Task to complete -
Your job is to write out each record exactly, leaving none out.

Data for this task -

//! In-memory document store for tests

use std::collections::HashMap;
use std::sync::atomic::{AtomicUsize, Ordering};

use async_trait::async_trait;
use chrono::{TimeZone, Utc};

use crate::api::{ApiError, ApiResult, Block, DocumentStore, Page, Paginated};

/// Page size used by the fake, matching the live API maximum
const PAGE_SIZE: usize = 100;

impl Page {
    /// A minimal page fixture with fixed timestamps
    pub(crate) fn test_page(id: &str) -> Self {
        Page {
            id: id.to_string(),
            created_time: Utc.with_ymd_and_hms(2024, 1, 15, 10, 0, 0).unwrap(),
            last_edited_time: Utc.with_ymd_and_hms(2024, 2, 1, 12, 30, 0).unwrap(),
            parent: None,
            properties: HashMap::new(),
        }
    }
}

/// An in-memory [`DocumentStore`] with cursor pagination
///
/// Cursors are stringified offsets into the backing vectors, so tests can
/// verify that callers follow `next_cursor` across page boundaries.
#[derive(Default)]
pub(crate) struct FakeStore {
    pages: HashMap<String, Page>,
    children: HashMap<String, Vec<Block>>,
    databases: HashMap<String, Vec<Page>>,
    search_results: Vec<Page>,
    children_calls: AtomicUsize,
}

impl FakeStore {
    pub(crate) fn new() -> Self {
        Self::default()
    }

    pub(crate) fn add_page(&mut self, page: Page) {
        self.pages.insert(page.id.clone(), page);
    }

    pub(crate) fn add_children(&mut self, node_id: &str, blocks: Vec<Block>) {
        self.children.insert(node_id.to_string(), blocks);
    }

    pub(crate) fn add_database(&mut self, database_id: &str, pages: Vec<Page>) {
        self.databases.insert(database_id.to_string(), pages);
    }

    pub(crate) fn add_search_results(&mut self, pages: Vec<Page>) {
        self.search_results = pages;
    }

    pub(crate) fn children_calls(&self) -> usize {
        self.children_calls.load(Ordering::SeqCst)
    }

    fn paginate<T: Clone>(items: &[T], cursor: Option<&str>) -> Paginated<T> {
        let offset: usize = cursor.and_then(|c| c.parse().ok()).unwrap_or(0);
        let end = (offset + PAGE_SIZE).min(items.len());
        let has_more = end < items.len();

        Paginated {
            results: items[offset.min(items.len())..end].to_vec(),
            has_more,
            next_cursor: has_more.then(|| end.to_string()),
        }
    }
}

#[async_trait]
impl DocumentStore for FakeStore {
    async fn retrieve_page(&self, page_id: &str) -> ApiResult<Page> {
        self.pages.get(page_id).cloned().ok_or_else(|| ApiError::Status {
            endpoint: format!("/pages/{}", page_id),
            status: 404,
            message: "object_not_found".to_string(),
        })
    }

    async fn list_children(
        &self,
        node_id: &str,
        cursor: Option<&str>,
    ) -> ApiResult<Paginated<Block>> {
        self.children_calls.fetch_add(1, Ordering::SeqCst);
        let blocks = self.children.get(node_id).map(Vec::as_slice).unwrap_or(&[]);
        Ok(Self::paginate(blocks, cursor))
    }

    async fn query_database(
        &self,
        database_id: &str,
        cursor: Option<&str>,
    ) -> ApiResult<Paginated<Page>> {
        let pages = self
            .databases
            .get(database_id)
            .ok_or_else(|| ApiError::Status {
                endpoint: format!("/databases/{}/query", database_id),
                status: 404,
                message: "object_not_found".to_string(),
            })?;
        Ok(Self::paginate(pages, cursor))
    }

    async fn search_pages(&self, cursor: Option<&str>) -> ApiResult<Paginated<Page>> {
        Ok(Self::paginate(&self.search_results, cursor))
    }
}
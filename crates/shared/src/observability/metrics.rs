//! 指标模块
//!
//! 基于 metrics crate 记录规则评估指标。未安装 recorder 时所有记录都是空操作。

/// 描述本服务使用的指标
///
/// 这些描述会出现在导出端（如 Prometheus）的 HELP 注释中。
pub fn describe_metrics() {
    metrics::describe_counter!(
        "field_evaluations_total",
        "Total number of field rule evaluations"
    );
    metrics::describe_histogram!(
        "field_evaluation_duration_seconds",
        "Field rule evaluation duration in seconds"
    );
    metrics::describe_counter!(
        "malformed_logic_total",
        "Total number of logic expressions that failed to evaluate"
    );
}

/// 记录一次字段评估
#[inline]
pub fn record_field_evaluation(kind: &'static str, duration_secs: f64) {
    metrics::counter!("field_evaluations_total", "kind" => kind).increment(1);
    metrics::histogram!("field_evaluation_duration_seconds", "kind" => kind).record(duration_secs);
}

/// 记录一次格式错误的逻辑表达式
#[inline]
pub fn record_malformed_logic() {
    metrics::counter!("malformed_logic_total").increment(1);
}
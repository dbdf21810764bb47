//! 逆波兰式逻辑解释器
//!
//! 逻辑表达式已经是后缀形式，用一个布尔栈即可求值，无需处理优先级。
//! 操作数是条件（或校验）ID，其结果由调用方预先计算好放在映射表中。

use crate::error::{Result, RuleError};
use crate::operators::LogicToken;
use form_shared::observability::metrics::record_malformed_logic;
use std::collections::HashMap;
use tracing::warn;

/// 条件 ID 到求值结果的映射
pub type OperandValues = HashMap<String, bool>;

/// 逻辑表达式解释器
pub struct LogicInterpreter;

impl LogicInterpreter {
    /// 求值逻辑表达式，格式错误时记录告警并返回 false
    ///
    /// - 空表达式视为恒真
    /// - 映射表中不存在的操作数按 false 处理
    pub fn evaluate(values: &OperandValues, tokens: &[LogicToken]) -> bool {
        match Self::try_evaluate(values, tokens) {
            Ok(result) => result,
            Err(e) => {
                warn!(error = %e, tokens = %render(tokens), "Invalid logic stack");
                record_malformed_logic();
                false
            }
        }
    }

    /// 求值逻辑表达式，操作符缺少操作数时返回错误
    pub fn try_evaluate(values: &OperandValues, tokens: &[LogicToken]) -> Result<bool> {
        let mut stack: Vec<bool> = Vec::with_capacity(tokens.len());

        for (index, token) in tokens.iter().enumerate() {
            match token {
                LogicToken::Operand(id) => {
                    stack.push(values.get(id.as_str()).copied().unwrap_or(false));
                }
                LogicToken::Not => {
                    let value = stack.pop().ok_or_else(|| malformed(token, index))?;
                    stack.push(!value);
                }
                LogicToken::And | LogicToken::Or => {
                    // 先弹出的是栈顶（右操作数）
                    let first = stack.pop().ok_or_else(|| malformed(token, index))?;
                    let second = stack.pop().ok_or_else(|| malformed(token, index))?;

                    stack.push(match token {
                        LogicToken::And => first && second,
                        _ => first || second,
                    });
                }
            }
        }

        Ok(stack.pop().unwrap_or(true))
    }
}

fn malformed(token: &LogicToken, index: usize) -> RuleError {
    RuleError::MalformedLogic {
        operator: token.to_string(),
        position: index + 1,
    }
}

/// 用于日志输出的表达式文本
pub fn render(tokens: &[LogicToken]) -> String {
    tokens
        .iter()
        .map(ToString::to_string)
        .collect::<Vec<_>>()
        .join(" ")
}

Exercise result -
//! In-memory document store for tests

use std::collections::HashMap;
use std::sync::atomic::{AtomicUsize, Ordering};

use async_trait::async_trait;
use chrono::{TimeZone, Utc};

use crate::api::{ApiError, ApiResult, Block, DocumentStore, Page, Paginated};

/// Page size used by the fake, matching the live API maximum
const PAGE_SIZE: usize = 100;

impl Page {
    /// A minimal page fixture with fixed timestamps
    pub(crate) fn test_page(id: &str) -> Self {
        Page {
            id: id.to_string(),
            created_time: Utc.with_ymd_and_hms(2024, 1, 15, 10, 0, 0).unwrap(),
            last_edited_time: Utc.with_ymd_and_hms(2024, 2, 1, 12, 30, 0).unwrap(),
            parent: None,
            properties: HashMap::new(),
        }
    }
}

/// An in-memory [`DocumentStore`] with cursor pagination
///
/// Cursors are stringified offsets into the backing vectors, so tests can
/// verify that callers follow `next_cursor` across page boundaries.
#[derive(Default)]
pub(crate) struct FakeStore {
    pages: HashMap<String, Page>,
    children: HashMap<String, Vec<Block>>,
    databases: HashMap<String, Vec<Page>>,
    search_results: Vec<Page>,
    children_calls: AtomicUsize,
}

impl FakeStore {
    pub(crate) fn new() -> Self {
        Self::default()
    }

    pub(crate) fn add_page(&mut self, page: Page) {
        self.pages.insert(page.id.clone(), page);
    }

    pub(crate) fn add_children(&mut self, node_id: &str, blocks: Vec<Block>) {
        self.children.insert(node_id.to_string(), blocks);
    }

    pub(crate) fn add_database(&mut self, database_id: &str, pages: Vec<Page>) {
        self.databases.insert(database_id.to_string(), pages);
    }

    pub(crate) fn add_search_results(&mut self, pages: Vec<Page>) {
        self.search_results = pages;
    }

    pub(crate) fn children_calls(&self) -> usize {
        self.children_calls.load(Ordering::SeqCst)
    }

    fn paginate<T: Clone>(items: &[T], cursor: Option<&str>) -> Paginated<T> {
        let offset: usize = cursor.and_then(|c| c.parse().ok()).unwrap_or(0);
        let end = (offset + PAGE_SIZE).min(items.len());
        let has_more = end < items.len();

        Paginated {
            results: items[offset.min(items.len())..end].to_vec(),
            has_more,
            next_cursor: has_more.then(|| end.to_string()),
        }
    }
}

#[async_trait]
impl DocumentStore for FakeStore {
    async fn retrieve_page(&self, page_id: &str) -> ApiResult<Page> {
        self.pages.get(page_id).cloned().ok_or_else(|| ApiError::Status {
            endpoint: format!("/pages/{}", page_id),
            status: 404,
            message: "object_not_found".to_string(),
        })
    }

    async fn list_children(
        &self,
        node_id: &str,
        cursor: Option<&str>,
    ) -> ApiResult<Paginated<Block>> {
        self.children_calls.fetch_add(1, Ordering::SeqCst);
        let blocks = self.children.get(node_id).map(Vec::as_slice).unwrap_or(&[]);
        Ok(Self::paginate(blocks, cursor))
    }

    async fn query_database(
        &self,
        database_id: &str,
        cursor: Option<&str>,
    ) -> ApiResult<Paginated<Page>> {
        let pages = self
            .databases
            .get(database_id)
            .ok_or_else(|| ApiError::Status {
                endpoint: format!("/databases/{}/query", database_id),
                status: 404,
                message: "object_not_found".to_string(),
            })?;
        Ok(Self::paginate(pages, cursor))
    }

    async fn search_pages(&self, cursor: Option<&str>) -> ApiResult<Paginated<Page>> {
        Ok(Self::paginate(&self.search_results, cursor))
    }
}
filename crates/shared/src/observability/metrics.rs
//! 指标模块
//!
//! 基于 metrics crate 记录规则评估指标。未安装 recorder 时所有记录都是空操作。

/// 描述本服务使用的指标
///
/// 这些描述会出现在导出端（如 Prometheus）的 HELP 注释中。
pub fn describe_metrics() {
    metrics::describe_counter!(
        "field_evaluations_total",
        "Total number of field rule evaluations"
    );
    metrics::describe_histogram!(
        "field_evaluation_duration_seconds",
        "Field rule evaluation duration in seconds"
    );
    metrics::describe_counter!(
        "malformed_logic_total",
        "Total number of logic expressions that failed to evaluate"
    );
}

/// 记录一次字段评估
#[inline]
pub fn record_field_evaluation(kind: &'static str, duration_secs: f64) {
    metrics::counter!("field_evaluations_total", "kind" => kind).increment(1);
    metrics::histogram!("field_evaluation_duration_seconds", "kind" => kind).record(duration_secs);
}

/// 记录一次格式错误的逻辑表达式
#[inline]
pub fn record_malformed_logic() {
    metrics::counter!("malformed_logic_total").increment(1);
}
repository dbdf21810764bb47
//! 逆波兰式逻辑解释器
//!
//! 逻辑表达式已经是后缀形式，用一个布尔栈即可求值，无需处理优先级。
//! 操作数是条件（或校验）ID，其结果由调用方预先计算好放在映射表中。

use crate::error::{Result, RuleError};
use crate::operators::LogicToken;
use form_shared::observability::metrics::record_malformed_logic;
use std::collections::HashMap;
use tracing::warn;

/// 条件 ID 到求值结果的映射
pub type OperandValues = HashMap<String, bool>;

/// 逻辑表达式解释器
pub struct LogicInterpreter;

impl LogicInterpreter {
    /// 求值逻辑表达式，格式错误时记录告警并返回 false
    ///
    /// - 空表达式视为恒真
    /// - 映射表中不存在的操作数按 false 处理
    pub fn evaluate(values: &OperandValues, tokens: &[LogicToken]) -> bool {
        match Self::try_evaluate(values, tokens) {
            Ok(result) => result,
            Err(e) => {
                warn!(error = %e, tokens = %render(tokens), "Invalid logic stack");
                record_malformed_logic();
                false
            }
        }
    }

    /// 求值逻辑表达式，操作符缺少操作数时返回错误
    pub fn try_evaluate(values: &OperandValues, tokens: &[LogicToken]) -> Result<bool> {
        let mut stack: Vec<bool> = Vec::with_capacity(tokens.len());

        for (index, token) in tokens.iter().enumerate() {
            match token {
                LogicToken::Operand(id) => {
                    stack.push(values.get(id.as_str()).copied().unwrap_or(false));
                }
                LogicToken::Not => {
                    let value = stack.pop().ok_or_else(|| malformed(token, index))?;
                    stack.push(!value);
                }
                LogicToken::And | LogicToken::Or => {
                    // 先弹出的是栈顶（右操作数）
                    let first = stack.pop().ok_or_else(|| malformed(token, index))?;
                    let second = stack.pop().ok_or_else(|| malformed(token, index))?;

                    stack.push(match token {
                        LogicToken::And => first && second,
                        _ => first || second,
                    });
                }
            }
        }

        Ok(stack.pop().unwrap_or(true))
    }
}

fn malformed(token: &LogicToken, index: usize) -> RuleError {
    RuleError::MalformedLogic {
        operator: token.to_string(),
        position: index + 1,
    }
}

/// 用于日志输出的表达式文本
pub fn render(tokens: &[LogicToken]) -> String {
    tokens
        .iter()
        .map(ToString::to_string)
        .collect::<Vec<_>>()
        .join(" ")
}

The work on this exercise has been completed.